Ric Stott is an artist based in Sheffield with an MFA in fine Art from Sheffield Hallam University. Finding inspiration from diverse experiences studying medical science, theology and art psychotherapy he explores ideas focusing on the sensual queer body, spirituality and the impact of place on our sense of self. His practice is primarily painting, drawing, writing and ritual performance and he sees his art making as an exercise in fully embodied spirituality. Ordained as a Methodist Minister 20 years ago, his spiritual practice now focuses on earth based, animistic practices. It is the boundary blurring aspect of queer experience that inspires his art.
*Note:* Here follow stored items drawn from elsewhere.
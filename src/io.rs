//! Low-level cursor helpers shared by the message reader: seeking, bounded
//! sub-cursors, and compressed-name decompression.

use crate::bail;
use crate::name::{Label, Name};
use crate::types::{DNSClass, DNSType};
use byteorder::{ReadBytesExt, BE};
use num_traits::FromPrimitive;
use std::convert::TryInto;
use std::io;
use std::io::Cursor;
use std::io::SeekFrom;

pub fn clamp<T: PartialOrd>(v: T, min: T, max: T) -> T {
    assert!(min < max);

    if v < min {
        min
    } else if v > max {
        max
    } else {
        v
    }
}

pub trait SeekExt: io::Seek {
    /// Returns the number of bytes remaining to be consumed.
    fn remaining(&mut self) -> io::Result<u64> {
        let pos = self.stream_position()?;
        let len = self.seek(SeekFrom::End(0))?;
        self.seek(SeekFrom::Start(pos))?;
        Ok(len - pos)
    }
}

impl<'a> SeekExt for Cursor<&'a [u8]> {
    fn remaining(self: &mut std::io::Cursor<&'a [u8]>) -> io::Result<u64> {
        let pos = self.position() as usize;
        let len = self.get_ref().len() as usize;
        Ok((len - pos).try_into().unwrap())
    }
}

pub trait CursorExt<T> {
    /// Returns a cursor bounded over the original cursor by `start..end`.
    fn sub_cursor(&mut self, start: usize, end: usize) -> io::Result<std::io::Cursor<T>>;
}

impl<'a> CursorExt<&'a [u8]> for Cursor<&'a [u8]> {
    fn sub_cursor(&mut self, start: usize, end: usize) -> io::Result<std::io::Cursor<&'a [u8]>> {
        let buf = self.get_ref();
        let start = clamp(start, 0, buf.len());
        let end = clamp(end, start, buf.len());
        Ok(Cursor::new(&buf[start..end]))
    }
}

/// All types that implement `Read` and `Seek` get methods defined in
/// `DNSReadExt` for free.
impl<R: io::Read + ?Sized + io::Seek> DNSReadExt for R {}

/// Extensions to `io::Read` for DNS-specific wire values.
pub trait DNSReadExt: io::Read + io::Seek {
    /// Reads a (possibly compressed) domain name from a DNS message.
    ///
    /// Compression pointers must reference a strictly earlier offset than
    /// where the name itself started (`ptr < start`); equal or forward
    /// pointers are rejected, which also rules out pointer cycles.
    fn read_qname(&mut self) -> io::Result<Name> {
        let mut name = Name::root();
        let start = self.stream_position()?;

        loop {
            let len = self.read_u8()?;
            if len == 0 {
                break;
            }

            match len & 0xC0 {
                0x00 => {
                    let mut label = vec![0; len.into()];
                    self.read_exact(&mut label)?;
                    let label = match Label::new(label) {
                        Ok(l) => l,
                        Err(e) => bail!(InvalidData, "invalid label: {}", e),
                    };
                    name.push_back(label);
                }

                0xC0 => {
                    let b2 = self.read_u8()? as u16;
                    let ptr = ((len as u16 & !0xC0) << 8 | b2) as u64;

                    if ptr >= start {
                        bail!(
                            InvalidData,
                            "invalid compressed pointer pointing to future bytes"
                        );
                    }

                    let current = self.stream_position()?;
                    self.seek(SeekFrom::Start(ptr))?;
                    let suffix = self.read_qname()?;
                    self.seek(SeekFrom::Start(current))?;

                    for label in suffix.labels() {
                        name.push_back(label.clone());
                    }
                    break;
                }

                _ => bail!(InvalidData, "unsupported compression type {0:b}", len & 0xC0),
            }
        }

        if name.wire_len() > 255 {
            bail!(InvalidData, "name is longer than 255 bytes on the wire");
        }

        Ok(name)
    }

    fn read_dns_type(&mut self) -> io::Result<DNSType> {
        let t = self.read_u16::<BE>()?;
        match FromPrimitive::from_u16(t) {
            Some(t) => Ok(t),
            // Unrecognized type codes are handled by the caller via
            // `RRGen::Unknown`, not here; this path is only hit for values
            // outside u16 range, which cannot occur.
            None => bail!(InvalidData, "invalid type({})", t),
        }
    }

    fn read_dns_class(&mut self) -> io::Result<DNSClass> {
        let c = self.read_u16::<BE>()?;
        match FromPrimitive::from_u16(c) {
            Some(c) => Ok(c),
            None => bail!(InvalidData, "invalid class({})", c),
        }
    }
}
Dualistic categories such as male/female, straight/gay, human/divine, me/you are illusory and Ric’s work seeks to hold a space where those boundaries can be questioned and disrupted.


M. Maria Walhout is an artist, writer and researcher based in Amsterdam. Her work centers around language and the body as tools for (un)making sense. She is interested in all things illegible, unstable and shaky, and the interfacing of transness and the sacred. Her current research project with Goldsmiths revolves around private practice, prayer, and poetics of non-disclosure.


Sarah White works across performance, installation and writing, and is currently studying on the MFA Creative Practice: Dance Professional at Trinity Laban, having previously studied at Chelsea College of Art and Aberystwyth University. Sarah's research centres on improvisation, collaboration, and theological enquiry as sites for meaning making. Notable projects include performing for Art Night Dundee, working as artist-in-residence with The Koppel Project, London, and exhibiting and publishing with Siobhan Davies Dance. Most recently Sarah received funding from the Arts Council DYCP for her performance work and publication, 'He Whom You Shall Love Is Absent' shown at The Swiss Church, London. In 2022 Sarah launched the online Agnoscis Journal which publishes writing across art practice, theory and theology. Sarah is the Visual Arts Programme Curator with Morphē Arts and has worked as an artist mentor with the charity since 2012.